Correspondence Address:
Dr. Showkathali Iqbal
Amala Institute of Medical Sciences, Amala Nagar, Thrissur - 680 555, Kerala
India

Abstract

Complete agenesis of the dorsal pancreas (ADP) is an exceedingly rare congenital anomaly, compatible with life. The first case was reported in 1911 and so far around 100 cases have been reported in the world literature. Majority of the patients with this anomaly are asymptomatic or associated with abdominal pain, hyperglycemia, diabetes mellitus, and acute or chronic pancreatitis. We present a case report of a 34-year-old male with ADP, diagnosed incidentally during radiological evaluation for abdominal pain. Magnetic resonance cholangiopancreatography confirmed the absence of neck, body, and tail of the pancreas along with duct of Santorini and the minor duodenal papilla. Because of its rarity of occurrence, clinical awareness of the ADP can expand the differential diagnosis and improve patient management in pertinent light of the world literature.



How to cite this article:
Robert AP, Iqbal S, John M. Complete agenesis of the dorsal pancreas: A rare clinical entity.Int J App Basic Med Res 2016;6:290-292


How to cite this URL:
Robert AP, Iqbal S, John M. Complete agenesis of the dorsal pancreas: A rare clinical entity. Int J App Basic Med Res [serial online] 2016 [cited 2019 Aug 24 ];6:290-292
Available from: http://www.ijabmr.org/text.asp?2016/6/4/290/192599


Full Text

 Introduction



Complete agenesis of the dorsal pancreas (ADP) is an extremely rare entity, compatible with life into adulthood.[1] ADP is usually asymptomatic in majority of persons but differs with clinical manifestations such as epigastric pain, pancreatitis, hyperglycemia, and diabetes mellitus in a minority group.[2] Ultrasonographic imaging (USG), computed tomography (CT), and magnetic resonance (MR) are the primary investigations to establish the diagnosis of ADP, which can be confirmed by MR cholangiopancreatography (MRCP) and endoscopic retrograde cholangiopancreatography (ERCP), as it depicts the pancreatic ductal morphology.[3] Endoscopic ultrasound (EUS) is relatively a newer technique, which provides high-resolution images of pancreatic parenchyma and ductal system.[4] Majority of the cases were diagnosed incidentally during the workup for an unrelated abdominal problem or in the process of evaluation for abdominal pain. Till now, around 100 cases of dorsal pancreatic agenesis have been reported in the world literature. We present a rare case of complete ADP, accidentally diagnosed in a 34-year-old man during radiological evaluation for nonspecific abdominal pain.

 Case Report



A 34-year-old male from the Indian subcontinent was presented with right iliac fossa pain for the past 5 days. There was no history of nausea or vomiting, trauma, drug intake, alcoholism, or any other complaint.
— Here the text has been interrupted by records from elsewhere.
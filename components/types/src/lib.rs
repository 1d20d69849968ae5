// Copyright 2024 stratus
//
// Licensed under the Apache License, Version 2.0 (the "License");
// you may not use this file except in compliance with the License.
// You may obtain a copy of the License at
//
//      http://www.apache.org/licenses/LICENSE-2.0
//
// Unless required by applicable law or agreed to in writing, software
// distributed under the License is distributed on an "AS IS" BASIS,
// WITHOUT WARRANTIES OR CONDITIONS OF ANY KIND, either express or implied.
// See the License for the specific language governing permissions and
// limitations under the License.

pub mod block;
pub mod checksum;
pub mod chunk;
pub mod chunk_id;
pub mod envelope;
pub mod err;

pub use block::Block;
pub use chunk::{BlockInfo, BlocksExt, ChunkInfo, ChunkMeta, ChunkMetaExtension, DeferredChunkMeta};
pub use chunk_id::ChunkId;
The patient had appendicectomy 8 years back for the same complaint. His family history revealed no early infant death or stillbirths or of recurrent infections. Physical examination revealed tenderness over right iliac fossa. Biochemical investigations showed a normal random serum glucose (81 mg/dL; reference value ≤140 mg/dL), near normal serum amylase (83 U/L; reference value 0–140 U/L), and slightly elevated serum pancreatic lipase levels (184 U/L; reference value 0–160 U/L), not consistent with pancreatitis or diabetes mellitus. USG revealed a normal-sized pancreatic head with normal contour and echotexture, with no parenchymal calcification or duct dilatation; however, body and tail of the pancreas could not be visualized, anterior to splenic vein and portal confluence [Figure 1]a and [Figure 1]b. Abdominal CT and MR imaging examinations revealed only a partial visualization of the pancreas. The pancreatic head and the uncinate process were visualized with ill-defined margins with peripancreatic fat stranding, but the distal neck, body, and tail of the pancreas were absent [Figure 1]c and [Figure 1]d. To confirm the diagnosis, MRCP was performed using thick slab heavily T2-weighted sequences. Thin slab techniques could not be performed as the patient cannot hold breath for longer periods. On MRCP, the dorsal pancreatic duct of Santorini and the minor duodenal papilla could not be visualized. The ventral pancreatic duct of Wirsung and the common bile duct were normal and clearly visualized [Figure 1]e. These findings were compatible with complete ADP, eliminating the need for ERCP. Since the patient was asymptomatic, he was advised to have low-fat diet and frequent blood sugar monitoring.{Figure 1}

 Discussion



Dorsal pancreatic agenesis is an extremely rare congenital anomaly; the first case was reported in 1911 during an autopsy.[5] Around 100 cases has been reported since 1911 till date.[6] ADP may be either complete or partial. In the complete agenesis, the neck, body, tail, duct of Santorini and minor duodenal papilla are absent. However, in partial agenesis, the body, duct of Santorini and minor duodenal papilla are retained. Partial agenesis of the pancreas or pancreatic hypoplasia occurs approximately 1–2/10,000 patients and is often associated with other congenital malformations.[7] Abnormal embryogenesis can lead to the developmental failure of the dorsal pancreas, resulting in complete ADP.[1],[2],[5] ADP primarily originates from a defect in the early embryogenesis which may usually be associated with other congenital anomalies such as heterotaxy, polysplenia syndrome, ectopic spleen, bowel malrotation, horseshoe kidney, coarctation of the aorta, Fallot's tetralogy, and ventricular septal defects.[8] Primary dysgenesis and ischemic injury to the developing pancreas could also play a role in the etiology of development of ADP. Familial transmission has been reported in the literature.[8] Moreover, the retinoic acid (Raldh) and hedgehog (Hh) gene signaling pathways have also been shown to play a role in the pathogenesis of ADP.[9]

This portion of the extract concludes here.